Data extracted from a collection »
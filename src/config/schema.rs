//! Configuration schema for the devtools recorder.
//!
//! This module defines the configuration structure and validation logic for
//! all user-configurable recorder settings.

use serde::{Deserialize, Serialize};

/// Main configuration structure for the devtools recorder.
///
/// All settings can be configured via host settings under the
/// "store-devtools" key. Missing or invalid settings fall back to sensible
/// defaults.
#[derive(Debug, Clone, PartialEq, Eq, Serialize, Deserialize)]
#[serde(rename_all = "camelCase")]
pub struct DevtoolsConfig {
    /// Whether dispatched actions are recorded into the history.
    ///
    /// When disabled, the recording interceptor becomes a no-op passthrough
    /// and dispatch proceeds with no instrumentation overhead beyond one
    /// branch. Defaults to true.
    #[serde(default = "default_recording_enabled")]
    pub recording_enabled: bool,

    /// Whether to capture a stack trace for each recorded step.
    ///
    /// Trace capture is the most expensive part of recording; disable it
    /// when recording high-frequency dispatch in large sessions. Defaults
    /// to true.
    #[serde(default = "default_capture_stack_traces")]
    pub capture_stack_traces: bool,

    /// Maximum number of entries to keep in the history.
    ///
    /// Older entries beyond this limit are automatically removed. A
    /// collapsed group counts as one entry. Defaults to 1000.
    ///
    /// Must be > 0.
    #[serde(default = "default_max_history_entries")]
    pub max_history_entries: usize,
}

impl Default for DevtoolsConfig {
    fn default() -> Self {
        Self {
            recording_enabled: default_recording_enabled(),
            capture_stack_traces: default_capture_stack_traces(),
            max_history_entries: default_max_history_entries(),
        }
    }
}

impl DevtoolsConfig {
    /// Validates the configuration.
    ///
    /// # Returns
    ///
    /// `Ok(())` if all settings are valid, or `Err` with a descriptive
    /// error message.
    pub fn validate(&self) -> Result<(), String> {
        if self.max_history_entries == 0 {
            return Err("maxHistoryEntries must be greater than 0".to_string());
        }
        Ok(())
    }

    /// Merges user settings over this configuration; user settings take
    /// precedence. Fields the user omitted were already filled with
    /// defaults during deserialization.
    pub fn merge(&self, user: &DevtoolsConfig) -> DevtoolsConfig {
        user.clone()
    }
}

fn default_recording_enabled() -> bool {
    true
}

fn default_capture_stack_traces() -> bool {
    true
}

fn default_max_history_entries() -> usize {
    1000
}
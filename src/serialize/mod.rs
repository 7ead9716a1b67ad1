//! Serialization support for inspection: per-step memoization and
//! structured JSON diffs.
//!
//! Serialized forms are a pure memoization layer over a step, never part of
//! its identity: each form is computed at most once per step and only an
//! explicit invalidation (performed by the recorder when it grows a
//! collapsed group) ever discards one.

pub mod cache;
pub mod diff;

pub use cache::StepCache;
pub use diff::diff_values;
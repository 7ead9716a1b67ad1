//! Text formatting for history inspection.
//!
//! This module provides functions for formatting recorded steps into
//! human-readable strings suitable for display in list views, detail panes,
//! and diff views. Rendering goes through each step's serialization cache,
//! so repeated formatting never re-serializes an action or state.

use crate::models::{Step, StepAction};
use chrono::{DateTime, Utc};
use serde::Serialize;
use serde_json::Value;

/// Formats a list of steps for display in a history list view.
///
/// Each step is formatted as one line; see [`format_step_entry`].
pub fn format_history_list<S>(steps: &[Step<S>]) -> Vec<String> {
    steps.iter().map(format_step_entry).collect()
}

/// Formats a single step for list display.
///
/// Format: `KIND (timestamp)` for a single step, `KIND xN (timestamp)` for
/// a collapsed group of N actions.
pub fn format_step_entry<S>(step: &Step<S>) -> String {
    let timestamp = format_timestamp(&step.timestamp);
    if step.is_collapsed() {
        format!("{} x{} ({})", step.kind, step.collapsed_count, timestamp)
    } else {
        format!("{} ({})", step.kind, timestamp)
    }
}

/// Formats a step with detailed information for an expanded view.
///
/// Includes the action and state JSON, the diff against the previous step's
/// state when one is supplied, the captured stack trace, and a member
/// listing for collapsed groups.
pub fn format_step_details<S: Serialize>(step: &Step<S>, previous_state: Option<&Value>) -> String {
    let mut output = String::new();

    output.push_str("═══════════════════════════════════════════════════════════\n");
    output.push_str(&format!("Step ID: {}\n", step.id));
    output.push_str(&format!("Action kind: {}\n", step.kind));
    output.push_str(&format!(
        "Timestamp: {}\n",
        format_timestamp_detailed(&step.timestamp)
    ));
    if step.is_collapsed() {
        output.push_str(&format!("Collapsed actions: {}\n", step.collapsed_count));
    }
    output.push_str("═══════════════════════════════════════════════════════════\n\n");

    output.push_str("ACTION\n");
    output.push_str("───────────────────────────────────────────────────────────\n");
    output.push_str(&pretty(&step.action_json()));
    output.push('\n');

    if let StepAction::Collapsed(members) = &step.action {
        output.push_str("\nMembers:\n");
        for (index, member) in members.iter().enumerate() {
            output.push_str(&format!(
                "  {}. {} ({})\n",
                index + 1,
                member.kind,
                format_timestamp(&member.timestamp)
            ));
        }
    }

    output.push_str("\nSTATE\n");
    output.push_str("───────────────────────────────────────────────────────────\n");
    output.push_str(&pretty(&step.state_json()));
    output.push('\n');

    if let Some(previous) = previous_state {
        output.push_str("\nDIFF\n");
        output.push_str("───────────────────────────────────────────────────────────\n");
        match step.diff_json(previous).as_ref() {
            Some(diff) => output.push_str(&format_diff(diff)),
            None => output.push_str("(no change)\n"),
        }
    }

    if !step.stack_trace.is_empty() {
        output.push_str("\nSTACK TRACE\n");
        output.push_str("───────────────────────────────────────────────────────────\n");
        output.push_str(&step.stack_trace);
        output.push('\n');
    }

    output
}

/// Renders a structured diff tree as indented `path: change` lines.
pub fn format_diff(diff: &Value) -> String {
    let mut lines = Vec::new();
    render_diff(diff, "", &mut lines);
    let mut output = lines.join("\n");
    output.push('\n');
    output
}

fn render_diff(node: &Value, path: &str, lines: &mut Vec<String>) {
    if let Value::Object(map) = node {
        if let Some(changed) = map.get("changed") {
            lines.push(format!(
                "{}: {} -> {}",
                path, changed["from"], changed["to"]
            ));
            return;
        }
        if let Some(added) = map.get("added") {
            lines.push(format!("{}: + {}", path, added));
            return;
        }
        if let Some(removed) = map.get("removed") {
            lines.push(format!("{}: - {}", path, removed));
            return;
        }
        for (key, child) in map {
            let child_path = if path.is_empty() {
                key.clone()
            } else {
                format!("{}.{}", path, key)
            };
            render_diff(child, &child_path, lines);
        }
    } else {
        lines.push(format!("{}: {}", path, node));
    }
}

fn pretty(value: &Value) -> String {
    serde_json::to_string_pretty(value).unwrap_or_else(|_| value.to_string())
}

/// Formats a timestamp for compact list display.
fn format_timestamp(timestamp: &DateTime<Utc>) -> String {
    timestamp.format("%Y-%m-%d %H:%M:%S").to_string()
}

/// Formats a timestamp with sub-second precision for detail views.
fn format_timestamp_detailed(timestamp: &DateTime<Utc>) -> String {
    timestamp.format("%Y-%m-%d %H:%M:%S%.3f UTC").to_string()
}
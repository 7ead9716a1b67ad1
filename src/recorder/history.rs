//! The history recorder and its collapsing state machine.
//!
//! Maintains the ordered log of dispatch steps. The log is append-only with
//! one exception: when consecutive actions of the same collapsible kind
//! arrive, the most recent entry is replaced (or grown in place) to
//! aggregate them into a collapsed group. Earlier entries are immutable once
//! superseded.

use crate::config::{get_config, DevtoolsConfig};
use crate::models::{Action, Step};
use crate::recorder::clock::{Clock, SystemClock};
use crate::recorder::collapse::CollapseRegistry;
use crate::recorder::observers::HistoryObserver;
use crate::recorder::trace::{BacktraceProvider, TraceProvider};
use std::sync::{Arc, Mutex};

/// Shared handle to a recorder, for interceptors and inspection surfaces.
///
/// The recording model is single-threaded and synchronous; the mutex exists
/// because the collapsing decision is a read-then-conditionally-replace of
/// the last entry, which must be exclusive if a host ever touches the
/// recorder from more than one thread.
pub type SharedRecorder<S> = Arc<Mutex<HistoryRecorder<S>>>;

/// Owner of the ordered dispatch history.
pub struct HistoryRecorder<S> {
    steps: Vec<Step<S>>,
    recording: bool,
    capture_stack_traces: bool,
    max_entries: usize,
    registry: CollapseRegistry,
    observers: Vec<Box<dyn HistoryObserver<S>>>,
    clock: Box<dyn Clock>,
    trace: Box<dyn TraceProvider>,
}

impl<S> HistoryRecorder<S> {
    /// Creates a recorder using the global devtools configuration.
    pub fn new(registry: CollapseRegistry) -> Self {
        Self::with_config(registry, &get_config())
    }

    /// Creates a recorder from an explicit configuration snapshot.
    pub fn with_config(registry: CollapseRegistry, config: &DevtoolsConfig) -> Self {
        Self {
            steps: Vec::new(),
            recording: config.recording_enabled,
            capture_stack_traces: config.capture_stack_traces,
            max_entries: config.max_history_entries,
            registry,
            observers: Vec::new(),
            clock: Box::new(SystemClock),
            trace: Box::new(BacktraceProvider),
        }
    }

    /// Replaces the timestamp source.
    pub fn with_clock(mut self, clock: impl Clock + 'static) -> Self {
        self.clock = Box::new(clock);
        self
    }

    /// Replaces the stack trace provider.
    pub fn with_trace_provider(mut self, trace: impl TraceProvider + 'static) -> Self {
        self.trace = Box::new(trace);
        self
    }

    /// Wraps the recorder in the shared handle used by interceptors.
    pub fn into_shared(self) -> SharedRecorder<S> {
        Arc::new(Mutex::new(self))
    }

    /// Registers an observer of history changes. Observers are notified in
    /// registration order.
    pub fn add_observer(&mut self, observer: Box<dyn HistoryObserver<S>>) {
        self.observers.push(observer);
    }

    /// Marks an action kind as collapsible from now on.
    pub fn register_collapsible(&mut self, kind: impl Into<crate::models::ActionKind>) {
        self.registry.register(kind);
    }

    /// Whether dispatches are currently being recorded.
    pub fn is_recording(&self) -> bool {
        self.recording
    }

    /// Enables or disables recording. Disabling keeps the existing history
    /// for inspection.
    pub fn set_recording(&mut self, recording: bool) {
        self.recording = recording;
    }

    /// The recorded steps, in dispatch order.
    pub fn steps(&self) -> &[Step<S>] {
        &self.steps
    }

    /// Number of history entries (a collapsed group counts as one).
    pub fn len(&self) -> usize {
        self.steps.len()
    }

    /// Returns `true` if nothing has been recorded.
    pub fn is_empty(&self) -> bool {
        self.steps.is_empty()
    }

    /// Returns the step at `index`, or `None` when the index is out of
    /// bounds (e.g. a stale selection after a clear). Never panics.
    pub fn step_at(&self, index: usize) -> Option<&Step<S>> {
        self.steps.get(index)
    }

    /// Records a dispatched action and the state that resulted from it.
    ///
    /// Thunk actions are silently ignored; recording has no external failure
    /// mode and never surfaces an error to the dispatch caller.
    ///
    /// When the previous entry holds the same action kind and that kind is
    /// registered collapsible, the new action is folded into the previous
    /// entry instead of appending, and no "step added" notification fires.
    pub fn record_step(&mut self, action: &Action, state: Arc<S>) {
        let data = match action {
            Action::Data(data) => data,
            Action::Thunk(_) => {
                log::debug!("ignoring executable action; only data actions are recorded");
                return;
            }
        };

        let kind = data.kind.clone();
        let timestamp = self.clock.now();
        let stack_trace = if self.capture_stack_traces {
            self.trace.capture()
        } else {
            String::new()
        };
        let candidate = Step::single(data.clone(), state, timestamp, stack_trace);

        let collapse_into_last = self.registry.is_collapsible(&kind)
            && self.steps.last().map_or(false, |last| last.kind == kind);

        if collapse_into_last {
            let last_index = self.steps.len() - 1;
            if self.steps[last_index].collapsed_count == 0 {
                // Promote: replace the last entry by index with a fresh
                // two-member group step.
                let prev = self.steps.remove(last_index);
                self.steps.push(Step::promote(prev, candidate));
            } else {
                self.steps[last_index].absorb(candidate);
            }
            // Neither collapsing branch creates a history entry, so neither
            // notifies.
            return;
        }

        self.steps.push(candidate);
        if self.steps.len() > self.max_entries {
            self.steps.remove(0);
        }

        if let Some(step) = self.steps.last() {
            for observer in self.observers.iter_mut() {
                observer.on_step_added(step);
            }
        }
    }

    /// Empties the history and notifies observers exactly once.
    ///
    /// A subsequent [`record_step`](Self::record_step) starts fresh: there
    /// is no residual collapsing state.
    pub fn clear(&mut self) {
        self.steps.clear();
        for observer in self.observers.iter_mut() {
            observer.on_history_cleared();
        }
    }
}
//! Collapsible action-kind registry.
//!
//! Collapsing eligibility is a statically declared capability: action kinds
//! are registered up front and the recorder queries a plain boolean check at
//! record time. There is no reflective or attribute-based lookup.

use crate::models::ActionKind;
use std::collections::HashSet;

/// The set of action kinds eligible for collapsing.
///
/// Kinds dispatched at high frequency (per-frame input, continuous drag
/// updates) are registered here so consecutive runs of them fold into a
/// single history entry.
#[derive(Debug, Clone, Default)]
pub struct CollapseRegistry {
    kinds: HashSet<ActionKind>,
}

impl CollapseRegistry {
    /// Creates an empty registry: no kind collapses.
    pub fn new() -> Self {
        Self::default()
    }

    /// Creates a registry from a list of collapsible kinds.
    pub fn with_kinds<K: Into<ActionKind>>(kinds: impl IntoIterator<Item = K>) -> Self {
        Self {
            kinds: kinds.into_iter().map(Into::into).collect(),
        }
    }

    /// Marks an action kind as collapsible.
    pub fn register(&mut self, kind: impl Into<ActionKind>) {
        self.kinds.insert(kind.into());
    }

    /// Returns `true` if consecutive actions of `kind` may be folded
    /// together.
    pub fn is_collapsible(&self, kind: &ActionKind) -> bool {
        self.kinds.contains(kind)
    }

    /// Number of registered collapsible kinds.
    pub fn len(&self) -> usize {
        self.kinds.len()
    }

    /// Returns `true` if no kind is registered.
    pub fn is_empty(&self) -> bool {
        self.kinds.is_empty()
    }
}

Your assignment » Looking through the records, copy out every line in which the word "DevtoolsConfig" is found.

Output of the task »
pub struct DevtoolsConfig {
impl Default for DevtoolsConfig {
impl DevtoolsConfig {
    pub fn merge(&self, user: &DevtoolsConfig) -> DevtoolsConfig {
use crate::config::{get_config, DevtoolsConfig};
    pub fn with_config(registry: CollapseRegistry, config: &DevtoolsConfig) -> Self {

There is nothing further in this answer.